O governo federal anunciou hoje o Plano Safra 2026/2027, que contará com um aporte de R$ 525,1 bilhões voltados para a agricultura empresarial no próximo ciclo agrícola. Este programa é considerado o principal instrumento de estímulo ao setor agropecuário no país.
Do total de recursos, R$ 384,9 bilhões serão destinados ao custeio de despesas essenciais, incluindo a compra de insumos, manutenção de lavouras e rebanhos, além da comercialização da produção. Já os R$ 140,2 bilhões restantes serão investidos em ações que visam a modernização produtiva, ampliação da capacidade de armazenagem, irrigação, inovação tecnológica, renovação de máquinas e equipamentos, e aumento da eficiência nas propriedades rurais.

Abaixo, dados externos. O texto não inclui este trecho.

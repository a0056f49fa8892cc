use anyhow::Result;
use async_trait::async_trait;
use carsearch_common::{next_page, Car, SearchPage, SearchRequest, StructuredQuery};
use tracing::info;
use typesense_client::{SearchParams, SearchResponse, TypesenseClient};

pub const DEFAULT_Q: &str = "*";
pub const DEFAULT_SORT_BY: &str = "popularity:desc";
pub const QUERY_BY: &str = "make,model,market_category";
pub const PER_PAGE: u32 = 12;

/// Apply search defaults to a translated query: match-all term, no filter,
/// most popular first.
pub fn search_request(query: &StructuredQuery) -> SearchRequest {
    SearchRequest {
        q: query.query.clone().unwrap_or_else(|| DEFAULT_Q.to_string()),
        filter_by: query.filter_by.clone().unwrap_or_default(),
        sort_by: query
            .sort_by
            .clone()
            .unwrap_or_else(|| DEFAULT_SORT_BY.to_string()),
    }
}

/// Dyn-compatible search over the car collection.
#[async_trait]
pub trait SearchIndex: Send + Sync {
    async fn search(&self, request: &SearchRequest, page: u32) -> Result<SearchPage>;
}

pub struct TypesenseSearchIndex {
    client: TypesenseClient,
    collection: String,
}

impl TypesenseSearchIndex {
    pub fn new(client: TypesenseClient, collection: impl Into<String>) -> Self {
        Self {
            client,
            collection: collection.into(),
        }
    }

    fn params(&self, request: &SearchRequest, page: u32) -> SearchParams {
        SearchParams {
            q: request.q.clone(),
            query_by: Some(QUERY_BY.to_string()),
            filter_by: Some(request.filter_by.clone()).filter(|f| !f.is_empty()),
            sort_by: Some(request.sort_by.clone()).filter(|s| !s.is_empty()),
            per_page: Some(PER_PAGE),
            page: Some(page),
            ..Default::default()
        }
    }
}

#[async_trait]
impl SearchIndex for TypesenseSearchIndex {
    async fn search(&self, request: &SearchRequest, page: u32) -> Result<SearchPage> {
        let params = self.params(request, page);
        let response: SearchResponse<Car> = self.client.search(&self.collection, &params).await?;

        let per_page = match response.request_params.per_page {
            0 => PER_PAGE,
            n => n,
        };

        info!(
            collection = %self.collection,
            found = response.found,
            page = response.page,
            search_time_ms = response.search_time_ms,
            "Search completed"
        );

        Ok(SearchPage {
            found: response.found,
            page: response.page,
            per_page,
            next_page: next_page(response.page, per_page, response.found),
            hits: response.hits.into_iter().map(|h| h.document).collect(),
        })
    }
}

#[cfg(test)]
mod tests {
    use super::*;
    use mockito::Matcher;

    #[test]
    fn defaults_fill_absent_parts() {
        let request = search_request(&StructuredQuery::default());
        assert_eq!(request.q, "*");
        assert_eq!(request.filter_by, "");
        assert_eq!(request.sort_by, "popularity:desc");

        let request = search_request(&StructuredQuery {
            query: Some("hellcat".into()),
            filter_by: Some("make:Dodge".into()),
            sort_by: Some("engine_hp:desc".into()),
        });
        assert_eq!(request.q, "hellcat");
        assert_eq!(request.filter_by, "make:Dodge");
        assert_eq!(request.sort_by, "engine_hp:desc");
    }

    #[tokio::test]
    async fn search_sends_params_and_pages() {
        let mut server = mockito::Server::new_async().await;
        let mock = server
            .mock("GET", "/collections/cars/documents/search")
            .match_query(Matcher::AllOf(vec![
                Matcher::UrlEncoded("q".into(), "*".into()),
                Matcher::UrlEncoded("query_by".into(), "make,model,market_category".into()),
                Matcher::UrlEncoded("filter_by".into(), "make:[Honda,BMW] && year:>2014".into()),
                Matcher::UrlEncoded("sort_by".into(), "popularity:desc".into()),
                Matcher::UrlEncoded("per_page".into(), "12".into()),
                Matcher::UrlEncoded("page".into(), "2".into()),
            ]))
            .with_status(200)
            .with_header("content-type", "application/json")
            .with_body(
                r#"{"found":30,"page":2,"search_time_ms":3,"request_params":{"per_page":12,"q":"*"},
                    "hits":[{"document":{"id":"7","make":"BMW","model":"M4","year":2016,"msrp":64200,"market_category":["Luxury","High-Performance"]}}]}"#,
            )
            .create_async()
            .await;

        let index = TypesenseSearchIndex::new(TypesenseClient::new(server.url(), "xyz"), "cars");
        let request = SearchRequest {
            q: "*".into(),
            filter_by: "make:[Honda,BMW] && year:>2014".into(),
            sort_by: "popularity:desc".into(),
        };
        let page = index.search(&request, 2).await.unwrap();

        mock.assert_async().await;
        assert_eq!(page.found, 30);
        assert_eq!(page.page, 2);
        assert_eq!(page.per_page, 12);
        assert_eq!(page.next_page, Some(3));
        assert_eq!(page.hits[0].model, "M4");
        assert_eq!(page.hits[0].market_category.len(), 2);
    }

    #[test]
    fn empty_filter_is_not_sent() {
        let index =
            TypesenseSearchIndex::new(TypesenseClient::new("http://localhost:8108", "xyz"), "cars");
        let params = index.params(&search_request(&StructuredQuery::default()), 1);

        assert_eq!(params.filter_by, None);
        assert_eq!(params.sort_by.as_deref(), Some("popularity:desc"));
        assert_eq!(params.per_page, Some(PER_PAGE));
        assert_eq!(params.page, Some(1));
    }

    #[tokio::test]
    async fn last_page_has_no_next() {
        let mut server = mockito::Server::new_async().await;
        server
            .mock("GET", "/collections/cars/documents/search")
            .match_query(Matcher::Any)
            .with_status(200)
            .with_header("content-type", "application/json")
            .with_body(r#"{"found":0,"page":1,"hits":[]}"#)
            .create_async()
            .await;

        let index = TypesenseSearchIndex::new(TypesenseClient::new(server.url(), "xyz"), "cars");
        let page = index
            .search(&search_request(&StructuredQuery::default()), 1)
            .await
            .unwrap();

        assert_eq!(page.found, 0);
        assert_eq!(page.per_page, 12);
        assert_eq!(page.next_page, None);
        assert!(page.hits.is_empty());
    }

    #[tokio::test]
    async fn rejected_filter_is_an_error() {
        let mut server = mockito::Server::new_async().await;
        server
            .mock("GET", "/collections/cars/documents/search")
            .match_query(Matcher::Any)
            .with_status(400)
            .with_body(r#"{"message":"Could not find a filter field named `color` in the schema."}"#)
            .create_async()
            .await;

        let index = TypesenseSearchIndex::new(TypesenseClient::new(server.url(), "xyz"), "cars");
        let request = SearchRequest {
            q: "*".into(),
            filter_by: "color:red".into(),
            sort_by: DEFAULT_SORT_BY.into(),
        };
        let err = index.search(&request, 1).await.unwrap_err();
        assert!(err.to_string().contains("400"));
    }
}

O valor total do Plano Safra 2026/2027 representa um aumento de R$ 9 bilhões em relação aos R$ 516 bilhões destinados ao agronegócio na safra anterior, 2025/2026, o que equivale a um crescimento de 1,7%. Quando somados os aproximadamente R$ 85 bilhões que serão direcionados à agricultura familiar, o financiamento total para o setor agrícola ultrapassa os R$ 610 bilhões.

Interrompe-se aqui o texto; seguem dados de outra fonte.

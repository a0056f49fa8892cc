//! In-memory store for enriched field catalogs.
//!
//! Entries live until invalidated by tag. There is no time-based expiry: the
//! dataset is static, and metadata changes are followed by an explicit
//! invalidation.

use std::collections::HashMap;
use std::future::Future;
use std::sync::{Arc, RwLock};

use carsearch_common::{FieldCatalog, Result};
use tracing::{debug, info};

/// Tag the search pipeline stores its catalog under.
pub const CATALOG_TAG: &str = "collection_properties";

#[derive(Default)]
pub struct CatalogCache {
    slots: RwLock<HashMap<String, Slot>>,
}

/// `generation` counts invalidations of the tag. A value computed under an
/// older generation is never stored.
#[derive(Default)]
struct Slot {
    generation: u64,
    catalog: Option<Arc<FieldCatalog>>,
}

impl CatalogCache {
    pub fn new() -> Self {
        Self::default()
    }

    pub fn get(&self, tag: &str) -> Option<Arc<FieldCatalog>> {
        self.slots
            .read()
            .expect("catalog cache lock poisoned")
            .get(tag)?
            .catalog
            .clone()
    }

    /// Cached catalog for `tag`, or compute it via `f` and store it.
    ///
    /// Concurrent misses may each compute; the first stored value wins and is
    /// returned to every caller. If `tag` is invalidated while `f` runs, the
    /// computed value is returned to this caller but not stored.
    pub async fn get_or<F, Fut>(&self, tag: &str, f: F) -> Result<Arc<FieldCatalog>>
    where
        F: FnOnce() -> Fut,
        Fut: Future<Output = Result<FieldCatalog>>,
    {
        let generation = {
            let slots = self.slots.read().expect("catalog cache lock poisoned");
            match slots.get(tag) {
                Some(Slot {
                    catalog: Some(hit), ..
                }) => {
                    debug!(tag, "Catalog cache hit");
                    return Ok(hit.clone());
                }
                Some(slot) => slot.generation,
                None => 0,
            }
        };

        let computed = Arc::new(f().await?);

        let mut slots = self.slots.write().expect("catalog cache lock poisoned");
        let slot = slots.entry(tag.to_string()).or_default();
        if slot.generation != generation {
            debug!(tag, "Catalog invalidated while computing; not stored");
            return Ok(computed);
        }
        Ok(slot.catalog.get_or_insert(computed).clone())
    }

    /// Drop the entry for `tag`, including any computation still in flight.
    /// Returns whether an entry was present.
    pub fn invalidate(&self, tag: &str) -> bool {
        let mut slots = self.slots.write().expect("catalog cache lock poisoned");
        let slot = slots.entry(tag.to_string()).or_default();
        slot.generation += 1;
        let removed = slot.catalog.take().is_some();
        info!(tag, removed, "Catalog cache invalidated");
        removed
    }
}
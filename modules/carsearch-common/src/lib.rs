pub mod config;
pub mod error;
pub mod types;

pub use config::AppConfig;
pub use error::{CarSearchError, Result};
pub use types::*;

Entre as novidades do plano, destacam-se a redução das taxas máximas de juros em linhas de crédito específicas para a agricultura empresarial. No Programa Nacional de Apoio ao Médio Produtor Rural (Pronamp), o volume destinado chega a R$ 72,6 bilhões, com uma taxa máxima de juros de 9% ao ano, abaixo dos 10% aplicados anteriormente.
Além disso, o Plano Safra incentiva a adoção de práticas produtivas sustentáveis e a regularização ambiental das propriedades rurais. Os produtores que implementarem boas práticas agropecuárias poderão contar com descontos na taxa de juros de custeio, que podem chegar a 1 ponto percentual, dependendo da situação do Cadastro Ambiental Rural (CAR) e das práticas adotadas.
O programa também busca reforçar a gestão de riscos, permitindo a renegociação das operações de custeio agrícola, desde que haja cobertura pelo Programa de Garantia da Atividade Agropecuária (Proagro) ou seguro rural, que são instrumentos de proteção da produção e segurança para o sistema de crédito.
“O crescimento do Plano Safra é um valor recorde. Mais de meio trilhão de reais. E com juros mais baixos. Este era o objetivo”, afirmou o presidente em exercício, Geraldo Alckmin, durante a cerimônia de lançamento do programa no Palácio do Planalto.
Durante seu discurso, Alckmin também destacou a importância do agronegócio para a economia brasileira, mencionando que a ampliação da infraestrutura para escoamento da safra é uma prioridade do governo. O ministro da Agricultura e Pecuária, André de Paula, reforçou que o agronegócio é um dos grandes pilares do desenvolvimento nacional e que políticas públicas precisam ser proporcionais aos desafios enfrentados pelo setor.
“Talvez, nenhum instrumento represente melhor essa escala do que o Plano Safra, que pertence ao Brasil e que se transformou na principal política pública de crédito rural do Brasil”, completou André de Paula.
O ministro da Fazenda, Dario Durigan, ressaltou a importância da harmonia entre as demandas do agronegócio e as contas públicas, enfatizando que a cadeia do agronegócio representa mais de 25% do PIB nacional.
Guilherme Nolasco, diretor de Relações Corporativas da Inpasa, também fez sua declaração no evento, afirmando que ao apoiar os produtores, o país fortalece uma cadeia de negócios crucial para o desenvolvimento da indústria, pesquisa e logística, gerando empregos e incrementando a inovação e a inserção dos produtos brasileiros no mercado internacional.
“O Plano Safra é mais do que crédito. É confiança em quem planta, investe e trabalha”, finalizou Nolasco.